An Analytical Tool to Study the Barcoding Gap

MindTheGap is a simple tool in java to study the barcode gap (Hebert et al., 2003; Hebert et al., 2004; Meyer and Paulay, 2005). The idea behind this tool is to target the gap itself. Instead of studying the distribution of the between-individuals distances in the dataset, MindTheGap finds the first gap based on a user-provided minimum length and returns the distribution of that gap on bins of a user-provided size.

You can download a preliminary version from here.  It has been tested only in a Windows environment (XP and 7), but it should work independently of the operational system.

How it Works

The infile is a comma-delimited matrix of genetic (or any other kind of) distances like the one you can easily obtain from MEGA (Tamura et al., 2011) for example. Once you open the file, the number of individuals and comparisons should be indicated. The tool removes missing (any non-numeric) data from the analysis. Once you select the starting point of analysis (you may prefer to start analyzing above a certain threshold if your coverage of the diversity is low to avoid false positives), the minimum size of the gap to be considered and the bin size.

MindTheGap searches within the distances belonging to each individual for the first gap equal or larger than the minimum established, and when found, returns the extension of the gap in bin-size increments.

Once you have run it, the ROOT name for the outfiles has to be provided.

The Output Files

The output files from MTG include:

a) Four files: ROOT_SUMMARY.txt: this file describes the infile name, the number of individuals included, and the values for a starting point, minimum gap size and bin size. Furthermore, it indicates the name of the other four files and a brief description of what they include. ROOT1.txt includes the distribution of the gap for each individual, as a comma-delimited table. ROOT2.txt provides the minimum, the maximum, the average, and the extension of the gap. Finally, ROOT3.txt will recover those individuals that showed no gap under the established conditions (if all showed the gap, the file would indicate “NONE”). Our idea with these outfiles was to provide outfiles that were easy-to-adapt to any other software (for example, excel and equivalents, MATLAB or R) to continue your analysis.

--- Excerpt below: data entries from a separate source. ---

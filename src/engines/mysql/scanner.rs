use async_trait::async_trait;
use futures::stream::{self, StreamExt, TryStreamExt};
use std::collections::HashSet;
use std::sync::Arc;
use tracing::{debug, info, instrument};

use crate::database::DatabaseConnection;
use crate::engines::model::{Column, Item, Items, Relation};
use crate::engines::mysql::column::{MySqlColumn, MySqlColumnNormalizer};
use crate::engines::mysql::relations::MySqlRelationResolver;
use crate::engines::{ColumnNormalizer, PendingRelations, RelationResolver, Scanner};
use crate::error::{Error, Result};

/// Per-table fetches allowed in flight when nothing else is configured
pub const DEFAULT_CONCURRENCY: usize = 4;

fn quote_identifier(identifier: &str) -> String {
    format!("`{}`", identifier.replace('`', "``"))
}

/// Scans one MySQL database through `SHOW` statements.
pub struct MySqlScanner {
    connection: Arc<dyn DatabaseConnection>,
    database: String,
    excludes: HashSet<String>,
    concurrency: usize,
    normalizer: MySqlColumnNormalizer,
    resolver: MySqlRelationResolver,
}

impl MySqlScanner {
    pub fn new<I>(
        connection: Arc<dyn DatabaseConnection>,
        database: impl Into<String>,
        normalizer: MySqlColumnNormalizer,
        excludes: I,
    ) -> Self
    where
        I: IntoIterator<Item = String>,
    {
        let database = database.into();
        Self {
            connection,
            resolver: MySqlRelationResolver::new(database.clone()),
            database,
            excludes: excludes.into_iter().collect(),
            concurrency: DEFAULT_CONCURRENCY,
            normalizer,
        }
    }

    /// Limit the number of tables fetched at once (at least one).
    pub fn with_concurrency(mut self, concurrency: usize) -> Self {
        self.concurrency = concurrency.max(1);
        self
    }

    fn qualified(&self, table: &str) -> String {
        format!(
            "{}.{}",
            quote_identifier(&self.database),
            quote_identifier(table)
        )
    }

    async fn columns(&self, table: &str) -> Result<Vec<Column>> {
        let sql = format!("SHOW FULL COLUMNS FROM {}", self.qualified(table));
        let rows = self.connection.query(&sql).await?;

        rows.iter()
            .map(|row| {
                let raw = MySqlColumn::from_row(&**row)?;
                self.normalizer.normalize(&raw)
            })
            .collect()
    }

    async fn definition(&self, table: &str) -> Result<String> {
        let sql = format!("SHOW CREATE TABLE {}", self.qualified(table));
        let rows = self.connection.query(&sql).await?;

        let row = rows
            .first()
            .ok_or_else(|| Error::Query(format!("no definition returned for table {}", table)))?;
        Ok(row.get_string("Create Table")?)
    }

    /// Builds the item for one table along with the reciprocal relations it
    /// owes to other tables.
    async fn table(&self, name: String) -> Result<(Item, Vec<(String, Relation)>)> {
        let columns = self.columns(&name).await?;
        let definition = self.definition(&name).await?;
        let constraints = self.resolver.resolve(&name, &definition)?;

        debug!(
            table = %name,
            columns = columns.len(),
            indexes = constraints.indexes.len(),
            relations = constraints.relations.len(),
            "Fetched table"
        );

        let item = Item {
            schema: self.database.clone(),
            columns,
            indexes: constraints.indexes,
            relations: constraints.relations,
            primary_key: constraints.primary_key,
            table: name,
        };
        Ok((item, constraints.reciprocals))
    }
}

#[async_trait]
impl Scanner for MySqlScanner {
    async fn tables(&self) -> Result<Vec<String>> {
        let sql = format!(
            "SHOW FULL TABLES FROM {} WHERE Table_type = 'BASE TABLE'",
            quote_identifier(&self.database)
        );
        let key = format!("Tables_in_{}", self.database);

        let rows = self.connection.query(&sql).await?;
        rows.iter()
            .map(|row| row.get_string(&key).map_err(Error::from))
            .collect()
    }

    #[instrument(skip(self), fields(database = %self.database))]
    async fn scan(&self) -> Result<Items> {
        let tables = self.tables().await?;
        let (included, excluded): (Vec<String>, Vec<String>) = tables
            .into_iter()
            .partition(|table| !self.excludes.contains(table));

        info!(
            tables = included.len(),
            excluded = excluded.len(),
            concurrency = self.concurrency,
            "Scanning tables"
        );

        // `buffered` keeps enumeration order; the first error drops the
        // fetches still in flight.
        let fetched: Vec<(Item, Vec<(String, Relation)>)> = stream::iter(included)
            .map(|table| self.table(table))
            .buffered(self.concurrency)
            .try_collect()
            .await?;

        let mut pending = PendingRelations::default();
        let mut items = Vec::with_capacity(fetched.len());
        for (item, reciprocals) in fetched {
            for (target, relation) in reciprocals {
                pending.push(target, relation);
            }
            items.push(item);
        }
        pending.merge_into(&mut items);

        info!(items = items.len(), "Scan complete");
        Ok(items)
    }
}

b) We are working on the graphical side of the project. We hope we will be able to include them in the next version.

Disclaimer

This tool is provided “as is”, for use in Research and Education. This program is free software: you can redistribute it and/or modify it under the terms of the GNU General Public License as published by the Free Software Foundation, either version 3 of the License, or (at your option) any later version. This program is distributed in the hope that it will be useful, but without any warranty; without even the implied warranty of merchantability or fitness for a particular purpose.  See the GNU General Public License for more details.

References

  • Hebert, P. D., Cywinska, A., Ball, S. L. and Dewaard, J. R. (2003) Biological identifications through DNA barcodes. Proc. R. Soc. B: Biol. Sci., 270, 313 - 321.
  • Hebert, P. D., Stoeckle, M. Y., Zemlak, T. S. and Francis, C. M. (2004) Identification of birds through DNA barcodes. PLoS Biol., 2, E312.
  • Meyer, C. P. and Paulay, G. (2005) DNA Barcoding: error rates based on comprehensive sampling. PLoS Biol., 3, e422.
  • Tamura, K., Peterson, D., Peterson, N., Stecher, G., Nei, M., Kumar, S., 2011. MEGA5: Molecular Evolutionary Genetics Analysis using maximum likelihood, evolutionary distance, and maximum parsimony methods. Mol. Biol. Evol. 28, 2731-2739.